FIGURE 4.

siRNA-mediated MED25 depletion interferes with the ATF6α-Mediator interaction and with ER stress-induced HSPA5 expression. A, siRNA-mediated depletion of MED25 and MED6 attenuates HSPA5 expression. RNA was purified from multiple independent cultures grown in parallel with those used in the experiment shown in panels A and B. Thapsigargin (Tg) was used to induce ER stress. HSPA5 mRNA from untreated and Tg-treated cells was assayed by qPCR and normalized to 18 S rRNA. Values shown in the graph are the average of three biological replicates; error bars represent the S.D. B, effect of depleting MED25 or MED6 on binding of Mediator to GST-ATF6α-AD or liganded GST-TR. Glutathione-Sepharose chromatography was carried out using 12 pmol of GST-ATF6α-AD or liganded GST-TR and 40 μl of nuclear extracts prepared from cells that had been treated with non-targeting siRNA or siRNAs against MED25 or MED6. Proteins were analyzed by Western blotting using the indicated primary antibodies and detected using appropriate secondary antibodies conjugated to IRDye700DX or IRDye800. IRDye- labeled secondary antibodies were detected using a Li-Cor Odyssey infrared imaging system.
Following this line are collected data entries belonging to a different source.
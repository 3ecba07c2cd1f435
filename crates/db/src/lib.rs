pub mod connection;
pub mod migrations;
pub mod stores;

pub use connection::{connect, connect_with_settings, DbPool};
pub use stores::{
    ConversationStore, InMemoryConversationStore, InMemoryPaymentFlowStore, PaymentFlowStore,
    SqlConversationStore, SqlPaymentFlowStore, StoreError,
};
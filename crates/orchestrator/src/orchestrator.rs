//! The five orchestration operations tying gateway, messaging and
//! storage together. Constructed with injected adapters; no process-wide
//! singletons.

use std::sync::Arc;

use tracing::{error, info, warn};

use pagoflow_core::config::BrandConfig;
use pagoflow_core::domain::item::validate_items;
use pagoflow_core::{
    CartItem, ConversationId, ConversationState, CustomerInfo, FlowId, FlowStatus,
    OrchestrationError, PaymentFlow, PhoneNumber, StatusTransition, ValidationError,
};
use pagoflow_db::stores::{ConversationStore, PaymentFlowStore, StoreError};
use pagoflow_mercadopago::models::{PaymentDetails, PreferenceRequest};
use pagoflow_mercadopago::{classify, failure_reason, PaymentGateway, PaymentStatusKind};
use pagoflow_whatsapp::messages::{
    PaymentConfirmationMessage, PaymentFailureMessage, PaymentLinkMessage,
};
use pagoflow_whatsapp::WhatsAppMessaging;

use crate::conversation::ConversationManager;
use crate::intent::{self, MessageIntent};

/// Inbound WhatsApp message, already normalized by the webhook layer.
#[derive(Clone, Debug)]
pub struct InboundMessage {
    pub sender: String,
    pub text: String,
}

/// What the channel should do in response to an inbound message. `None`
/// from the handler means no reply at all.
#[derive(Clone, Debug, PartialEq, Eq)]
pub enum MessageAction {
    /// Free-text reply to send back on the conversation.
    Reply(String),
    /// A payment flow was started; the link message has already gone out.
    PaymentInitiated(FlowId),
}

/// Per-step visibility into a webhook-driven status update. The flow
/// store write is the correctness-critical effect; message delivery is
/// best-effort and reported, not raised.
#[derive(Clone, Debug, PartialEq, Eq)]
pub struct StatusUpdateOutcome {
    pub flow_found: bool,
    pub transition: Option<StatusTransition>,
    pub message_sent: bool,
}

impl StatusUpdateOutcome {
    fn untracked() -> Self {
        Self { flow_found: false, transition: None, message_sent: false }
    }
}

pub struct PaymentOrchestrator<G, M, F, C> {
    gateway: Arc<G>,
    messaging: Arc<M>,
    flows: Arc<F>,
    conversations: ConversationManager<C>,
    brand: BrandConfig,
}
Duplicate lanes show results obtained in two independent purifications from the same extract. C, quantitation of data shown in panel A. The intensities of bands corresponding to MED1, MED14, MED15, MED18, andMED23 were determined using Odyssey infrared imaging system application software version 3.0 (Li-Cor) in the Median background mode. Relative recovery of Mediator in cells treated with MED25 or MED6 siRNA was calculated by first determining the % recovery of each subunit in bound fractions from siRNA-treated cells relative to the average of the same subunit in fractions from cells treated with non-targeting siRNA and then averaging the values obtained for all subunits; error bars are S.D.